Share: Present your work, put that PowerPoint out there, and prove that the work you’ve done has driven value to your company.

Aaron Shear is going to bring it home, which is good because I have a rumbling tummy. I wonder what’s for lunch? Maybe there are cupcakes? Mmm, frosting.

How To Get Hired

Learn how to sell*: He says he can’t tell you how important it is to be able to sell yourself and your ideas. Have an appropriate experience — an analyst or an accountant doesn’t cut i. If you cannot speak as an authority you wll no get anywhere. Speak as if you know what you are talking about, but do not BS your way through the ranks, any decent exec can spot that.

*[I originally thought he said "spell", not sell. I'd like to advocate that people also learn how to spell. Thank you.]

Train – Train- Train: Nothing is more important than training. If the supporting office staff does not understand how and why SEO works, it will never be sold up the executive ladder. You should have a “director” level and or higher responsibilities or everyone will just ignore you.

Train Again: You have to keep training people and keep them up to date. Use real life examples and make sure to repeat constantly. He coined little phrases like “I smell SEO” and other not-so-appropriate sayings.
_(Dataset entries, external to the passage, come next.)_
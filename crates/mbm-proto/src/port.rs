//! The modem control-channel abstraction
//!
//! A [`ModemPort`] is one open connection to a modem's control channel. The
//! wire encoding is out of scope here; the trait models the protocol as an
//! RPC-like service: open the channel, allocate typed clients, issue
//! per-service requests with a timeout, release, close.

use std::sync::Arc;
use std::time::Duration;

use async_trait::async_trait;

use crate::error::ProtoError;
use crate::pin::PinStatusReport;
use crate::signal::SignalInfo;

/// Service a typed client can be allocated for
#[derive(Debug, Clone, Copy, PartialEq, Eq, Hash)]
pub enum ServiceKind {
    /// Device management: identity queries, PIN operations
    DeviceManagement,
    /// Network access: signal information
    NetworkAccess,
}

/// Opaque handle to an allocated protocol client
#[derive(Debug, Clone, Copy, PartialEq, Eq, Hash)]
pub struct ClientHandle(pub u32);

impl ClientHandle {
    /// Get the raw handle value
    pub fn as_u32(&self) -> u32 {
        self.0
    }
}

/// Asynchronous connection to one modem control channel
///
/// Implementations synchronize internally; callers hold the port behind an
/// `Arc` and the session layer guarantees that operations for one device are
/// issued strictly sequentially.
#[async_trait]
pub trait ModemPort: Send + Sync {
    /// Open the control channel
    async fn open(&self, timeout: Duration) -> Result<(), ProtoError>;

    /// Allocate a typed client for `service`
    async fn allocate_client(
        &self,
        service: ServiceKind,
        timeout: Duration,
    ) -> Result<ClientHandle, ProtoError>;

    /// Release a previously allocated client
    ///
    /// Best-effort during teardown; failures are loggable, not fatal.
    async fn release_client(
        &self,
        client: ClientHandle,
        timeout: Duration,
    ) -> Result<(), ProtoError>;

    /// Close the channel, releasing the underlying transport
    async fn close(&self) -> Result<(), ProtoError>;

    /// Query the device manufacturer string
    async fn get_manufacturer(
        &self,
        client: ClientHandle,
        timeout: Duration,
    ) -> Result<String, ProtoError>;

    /// Query the device model string
    async fn get_model(&self, client: ClientHandle, timeout: Duration)
        -> Result<String, ProtoError>;

    /// Query the firmware revision string
    async fn get_revision(
        &self,
        client: ClientHandle,
        timeout: Duration,
    ) -> Result<String, ProtoError>;

    /// Query the SIM PIN lock status
    async fn get_pin_status(
        &self,
        client: ClientHandle,
        timeout: Duration,
    ) -> Result<PinStatusReport, ProtoError>;

    /// Verify a SIM PIN
    async fn verify_pin(
        &self,
        client: ClientHandle,
        pin: &str,
        timeout: Duration,
    ) -> Result<(), ProtoError>;

    /// Query current signal information
    async fn get_signal_info(
        &self,
        client: ClientHandle,
        timeout: Duration,
    ) -> Result<SignalInfo, ProtoError>;
}

/// Factory mapping a hotplug node name to an unopened control channel
pub trait PortProvider: Send + Sync {
    /// Produce the port for a node; the caller opens it
    fn open_port(&self, node_name: &str) -> Arc<dyn ModemPort>;
}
Now You Have Support: Use it to pitch to your execs. Understand your traffic, make sure that you understand the weaknesses of the site and build a strategy around how to rectify issues. Almost every exec is going to turn around and say SEO isn’t free.

How to Get a Budget

Competitive research will almost always uncover some sort of paid strategy. Nothing gets a SEO in more of a tizzy than bringing up what your competitors are doing. Make sure to remind your bosses of this.
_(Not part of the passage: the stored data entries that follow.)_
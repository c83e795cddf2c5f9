//! Error types for device detection

use thiserror::Error;

/// Errors that can occur while enumerating hotplug nodes
#[derive(Debug, Error)]
pub enum DetectError {
    /// Failed to enumerate a subsystem
    #[error("failed to enumerate subsystem {subsystem}: {reason}")]
    EnumerationFailed { subsystem: String, reason: String },

    /// The event source is no longer delivering events
    #[error("hotplug event source disconnected")]
    SourceDisconnected,
}
//! Device Manager Actor
//!
//! The manager owns every device session and runs as a single spawned task.
//! It consumes hotplug notifications, filters them down to modem control
//! nodes, runs the initialization pipeline for each candidate in its own
//! task, and serves consumer commands through a channel. Consumers never
//! touch a session directly; they hold a [`DeviceManager`] handle and
//! receive [`MonitorEvent`]s through a unified stream.
//!
//! # Example
//!
//! ```rust,ignore
//! use mbm_core::{DeviceManager, MonitorConfig};
//!
//! let (manager, mut events) = DeviceManager::spawn(MonitorConfig::default(), provider, hotplug);
//!
//! while let Some(event) = events.recv().await {
//!     // react to arrivals, status changes, signal samples
//! }
//! ```

use std::collections::{HashMap, HashSet};
use std::sync::Arc;

use mbm_detect::{is_candidate, HotplugAction, HotplugEvent, HotplugSource, MODEM_SUBSYSTEMS};
use mbm_proto::PortProvider;
use tokio::sync::{mpsc, oneshot};
use tokio::time::{timeout_at, Instant};
use tracing::{debug, info, warn};

use crate::config::MonitorConfig;
use crate::error::CoreError;
use crate::events::{DeviceInfo, MonitorEvent};
use crate::pending::{CancelToken, PendingRegistry};
use crate::session::DeviceSession;
use crate::status::DeviceStatus;
use crate::task::{run_session_task, SessionCommand};

/// Commands sent to the manager actor
#[derive(Debug)]
enum ManagerCommand {
    /// Snapshot every live device
    ListDevices {
        reply: oneshot::Sender<Vec<DeviceInfo>>,
    },
    /// Snapshot one device by name
    GetDevice {
        name: String,
        reply: oneshot::Sender<Option<DeviceInfo>>,
    },
    /// Whether the startup scan has finished
    IsScanDone { reply: oneshot::Sender<bool> },
    /// Verify a SIM PIN on a device
    Unlock {
        name: String,
        pin: String,
        reply: oneshot::Sender<Result<(), CoreError>>,
    },
    /// Begin signal polling on a device
    StartMonitoring {
        name: String,
        reply: oneshot::Sender<Result<(), CoreError>>,
    },
    /// Stop signal polling on a device
    StopMonitoring {
        name: String,
        reply: oneshot::Sender<Result<(), CoreError>>,
    },
    /// Close every session and stop the manager
    Shutdown { reply: oneshot::Sender<()> },
}

/// Notes flowing back to the manager from its spawned tasks
#[derive(Debug)]
pub(crate) enum Internal {
    /// An initialization pipeline finished
    Constructed {
        name: String,
        result: Result<DeviceSession, CoreError>,
    },
    /// A session's SIM/lock status may have moved
    StatusChanged {
        name: String,
        status: DeviceStatus,
        attempts_left: Option<u8>,
    },
    /// A session task closed its session and exited
    SessionClosed { name: String },
}

/// A live device as the manager tracks it
struct LiveDevice {
    info: DeviceInfo,
    cmd_tx: mpsc::Sender<SessionCommand>,
}

/// Handle to a running device manager
///
/// Cheap to clone; every clone talks to the same actor. Dropping all
/// handles shuts the manager down as if [`DeviceManager::shutdown`] had
/// been called.
#[derive(Debug, Clone)]
pub struct DeviceManager {
    cmd_tx: mpsc::Sender<ManagerCommand>,
}

impl DeviceManager {
    /// Spawn the manager actor
    ///
    /// Subscribes to hotplug notifications, enumerates the modem
    /// subsystems, and starts constructing every candidate already present.
    /// Returns the command handle and the unified event stream.
    pub fn spawn(
        config: MonitorConfig,
        provider: Arc<dyn PortProvider>,
        hotplug: Box<dyn HotplugSource>,
    ) -> (DeviceManager, mpsc::UnboundedReceiver<MonitorEvent>) {
        let (cmd_tx, cmd_rx) = mpsc::channel(64);
        let (event_tx, event_rx) = mpsc::unbounded_channel();
        let (internal_tx, internal_rx) = mpsc::unbounded_channel();

        let state = ManagerState {
            config,
            provider,
            pending: PendingRegistry::new(),
            live: HashMap::new(),
            closing: HashSet::new(),
            scan_announced: false,
            internal_tx,
            event_tx,
        };
        tokio::spawn(run_device_manager(state, cmd_rx, internal_rx, hotplug));

        (DeviceManager { cmd_tx }, event_rx)
    }

    async fn request<R>(
        &self,
        make: impl FnOnce(oneshot::Sender<R>) -> ManagerCommand,
    ) -> Result<R, CoreError> {
        let (reply_tx, reply_rx) = oneshot::channel();
        self.cmd_tx
            .send(make(reply_tx))
            .await
            .map_err(|_| CoreError::ManagerStopped)?;
        reply_rx.await.map_err(|_| CoreError::ManagerStopped)
    }

    /// Snapshot every live device, sorted by name
    pub async fn list_devices(&self) -> Result<Vec<DeviceInfo>, CoreError> {
        self.request(|reply| ManagerCommand::ListDevices { reply })
            .await
    }

    /// Snapshot one live device
    pub async fn device(&self, name: &str) -> Result<Option<DeviceInfo>, CoreError> {
        let name = name.to_string();
        self.request(|reply| ManagerCommand::GetDevice { name, reply })
            .await
    }

    /// Whether the startup scan and its constructions have finished
    pub async fn initial_scan_done(&self) -> Result<bool, CoreError> {
        self.request(|reply| ManagerCommand::IsScanDone { reply })
            .await
    }

    /// Verify a SIM PIN on a PIN-locked device
    pub async fn unlock(&self, name: &str, pin: &str) -> Result<(), CoreError> {
        let name = name.to_string();
        let pin = pin.to_string();
        self.request(|reply| ManagerCommand::Unlock { name, pin, reply })
            .await?
    }

    /// Begin 1 Hz signal polling on a device
    pub async fn start_monitoring(&self, name: &str) -> Result<(), CoreError> {
        let name = name.to_string();
        self.request(|reply| ManagerCommand::StartMonitoring { name, reply })
            .await?
    }

    /// Stop signal polling on a device
    pub async fn stop_monitoring(&self, name: &str) -> Result<(), CoreError> {
        let name = name.to_string();
        self.request(|reply| ManagerCommand::StopMonitoring { name, reply })
            .await?
    }

    /// Close every session and stop the manager
    ///
    /// Cancels in-flight constructions, closes live sessions, and returns
    /// once everything has acknowledged or the configured shutdown timeout
    /// elapses.
    pub async fn shutdown(&self) -> Result<(), CoreError> {
        self.request(|reply| ManagerCommand::Shutdown { reply })
            .await
    }
}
Don’t Be Afraid To Ask For Help

There are great consultants who know specific markets very well. They can help you sell concepts internally. The mocking bird effect also helps. Engineers may blow you off even if you are right.

Work with marketing and PR. They typically have more money to use and it wil never hurt to ask if they can do something to help. Don’t forget to give them credit for it.

Report Like Crazy

Executives love to see numbers. Anything you can send them about how things are moving is a very easy to understand way will hel pour cause. Even if numbers are not promising, at least give them status updates.

And that’s it! Time for lunch and battery charging.